This review intends to summarize the current state of research on customer churn prediction in the telecommunications industry. It compares the datasets, methods and evaluation metrics used in previous studies on customer churn prediction. It discusses challenges and research gaps as well. By summarizing the recent developments, this review also provides guidance for industry practitioners in customer churn prediction systems.

2. Data sources and characteristics

Customer churn prediction research in telecommunications industry uses public benchmark datasets or proprietary datasets. Public datasets are more accessible and are commonly used for model benchmarking. IBM Telco Customer Churn dataset has 7043 records with 21 features. It includes customers' demographic information, service usage and contract information [2, 7]. In addition, Cell2Cell dataset has around 50000 customer records of a US telecom operator [2].

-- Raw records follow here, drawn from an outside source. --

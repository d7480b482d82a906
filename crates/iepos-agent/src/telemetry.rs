//! Measurement sink
//!
//! The protocol only writes measurements; it never reads them back.
//! Nodes report their selected plan after every Descend, the root reports
//! the global plan at Decide, and every node reports its cumulative work
//! counters once its iteration is complete.

use std::sync::Arc;

use iepos_common::{NodeId, Phase, Plan};
use parking_lot::Mutex;
use serde::Serialize;
use tracing::{debug, info};

/// A node's own decision in one iteration
#[derive(Debug, Clone, PartialEq, Serialize)]
pub struct LocalMeasurement {
    pub node: NodeId,
    pub phase: Phase,
    pub iteration: usize,
    /// Index into the node's menu
    pub selected_index: usize,
    pub menu_size: usize,
    pub discomfort: f64,
    pub selected_plan: Plan,
}

/// The root's decision in one iteration
#[derive(Debug, Clone, PartialEq, Serialize)]
pub struct GlobalMeasurement {
    pub phase: Phase,
    pub iteration: usize,
    pub global_plan: Plan,
    pub num_states: usize,
    pub num_nodes: usize,
    /// Diagnostic score from the fitness function
    pub robustness: f64,
}

/// Worst-path cumulative work seen by a node
#[derive(Debug, Clone, Copy, PartialEq, Serialize)]
pub struct WorkMeasurement {
    pub node: NodeId,
    pub phase: Phase,
    pub iteration: usize,
    pub cum_computations: u64,
    pub cum_transmitted: u64,
}

/// Receiver of protocol measurements
pub trait MeasurementSink: Send + Sync {
    fn record_local(&self, measurement: LocalMeasurement);

    fn record_global(&self, measurement: GlobalMeasurement);

    fn record_work(&self, measurement: WorkMeasurement);
}

/// Emits measurements as tracing events
#[derive(Debug, Clone, Copy, Default)]
pub struct TracingSink;

impl MeasurementSink for TracingSink {
    fn record_local(&self, m: LocalMeasurement) {
        debug!(
            node = %m.node,
            iteration = m.iteration,
            selected = m.selected_index,
            menu_size = m.menu_size,
            discomfort = m.discomfort,
            "Local plan selected"
        );
    }

    fn record_global(&self, m: GlobalMeasurement) {
        info!(
            phase = %m.phase,
            iteration = m.iteration,
            num_nodes = m.num_nodes,
            variance = m.global_plan.variance(),
            robustness = m.robustness,
            "Global plan selected"
        );
    }

    fn record_work(&self, m: WorkMeasurement) {
        debug!(
            node = %m.node,
            iteration = m.iteration,
            cum_computations = m.cum_computations,
            cum_transmitted = m.cum_transmitted,
            "Work counters"
        );
    }
}

/// Keeps every measurement in memory
#[derive(Debug, Default)]
pub struct RecordingSink {
    local: Mutex<Vec<LocalMeasurement>>,
    global: Mutex<Vec<GlobalMeasurement>>,
    work: Mutex<Vec<WorkMeasurement>>,
}

impl RecordingSink {
    pub fn new() -> Self {
        Self::default()
    }

    pub fn local(&self) -> Vec<LocalMeasurement> {
        self.local.lock().clone()
    }

    pub fn global(&self) -> Vec<GlobalMeasurement> {
        self.global.lock().clone()
    }

    pub fn work(&self) -> Vec<WorkMeasurement> {
        self.work.lock().clone()
    }

    /// Most recent global measurement
    pub fn latest_global(&self) -> Option<GlobalMeasurement> {
        self.global.lock().last().cloned()
    }

    /// Maximum cumulative computations reported for `iteration`
    pub fn max_computations(&self, iteration: usize) -> Option<u64> {
        self.work
            .lock()
            .iter()
            .filter(|w| w.iteration == iteration)
            .map(|w| w.cum_computations)
            .max()
    }

    pub fn clear(&self) {
        self.local.lock().clear();
        self.global.lock().clear();
        self.work.lock().clear();
    }
}

impl MeasurementSink for RecordingSink {
    fn record_local(&self, measurement: LocalMeasurement) {
        self.local.lock().push(measurement);
    }

    fn record_global(&self, measurement: GlobalMeasurement) {
        self.global.lock().push(measurement);
    }

    fn record_work(&self, measurement: WorkMeasurement) {
        self.work.lock().push(measurement);
    }
}

/// Forwards every measurement to each inner sink in order
#[derive(Clone, Default)]
pub struct FanoutSink {
    sinks: Vec<Arc<dyn MeasurementSink>>,
}

impl FanoutSink {
    pub fn new(sinks: Vec<Arc<dyn MeasurementSink>>) -> Self {
        Self { sinks }
    }

    pub fn with(mut self, sink: Arc<dyn MeasurementSink>) -> Self {
        self.sinks.push(sink);
        self
    }
}

impl MeasurementSink for FanoutSink {
    fn record_local(&self, measurement: LocalMeasurement) {
        for sink in &self.sinks {
            sink.record_local(measurement.clone());
        }
    }

    fn record_global(&self, measurement: GlobalMeasurement) {
        for sink in &self.sinks {
            sink.record_global(measurement.clone());
        }
    }

    fn record_work(&self, measurement: WorkMeasurement) {
        for sink in &self.sinks {
            sink.record_work(measurement);
        }
    }
}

Proprietary datasets vary greatly in size and complexity. Some research analyzes more than one million customer records with more than 400 features [8]. Some studies focus on data from specific countries/regions, e.g., China Mobile [5], Danish telecom customers [9, 10]. These datasets have billing history, service usage and data as well as detailed call logs. These datasets are richer in information but also raise privacy issues [1].

Typical feature categories are demographic information, service usage patterns and contract information [3, 6]. Class imbalance usually exists in datasets, i.e., number of churned users is much smaller than the number of non-churned users. Imbalance will lead to bias during model training and reduce prediction accuracy. Therefore, resampling methods such as SMOTE [11], cost sensitive learning should be used [4, 12, 13].

3. Methodological approaches

Telecom customer churn prediction research has used a wide variety of modeling techniques from traditional machine learning to deep learning and explainable artificial intelligence.

Classical models are still widely used due to interpretability and low computational cost. Logistic regression (LR) is often used as a benchmark model for customer churn prediction, and it has been validated on structured telecom data [5, 9, 13]. Compared with other models, decision trees (DT) and random forests (RF) are better at handling nonlinear relationships and feature interactions [2, 7, 14]. Support vector machines (SVM) are recommended when the data is highly dimensional, but they are computationally expensive [5]. K-nearest neighbor (KNN) gives an intuitive distance-based classification method, but it is sensitive to irrelevant features and scaling [2].

3.1. Traditional machine learning models

Classical models are still widely used due to interpretability and low computational cost. Logistic regression (LR) is still often used as a benchmark model for customer churn prediction, and it has been validated on structured telecom data [5, 9, 13]. Compared with other models, decision trees (DT) and random forests (RF) are better at handling nonlinear relationships and feature interactions [2, 7, 14]. Support vector machines (SVMs) are still recommended when the data is highly dimensional, but they are computationally expensive [5]. K-nearest neighbors (KNN) give an intuitive distance-based classification method, but it is sensitive to irrelevant features and scaling [2].

3.2. Ensemble and hybrid methods

Ensemble models combine multiple base models to improve prediction accuracy. Bagging methods such as RF can reduce variance, while bagging methods such as XGBoost, AdaBoost, and Gradient Boosting Machine (GBM) improve prediction ability by focusing on misclassified samples [3, 6, 15].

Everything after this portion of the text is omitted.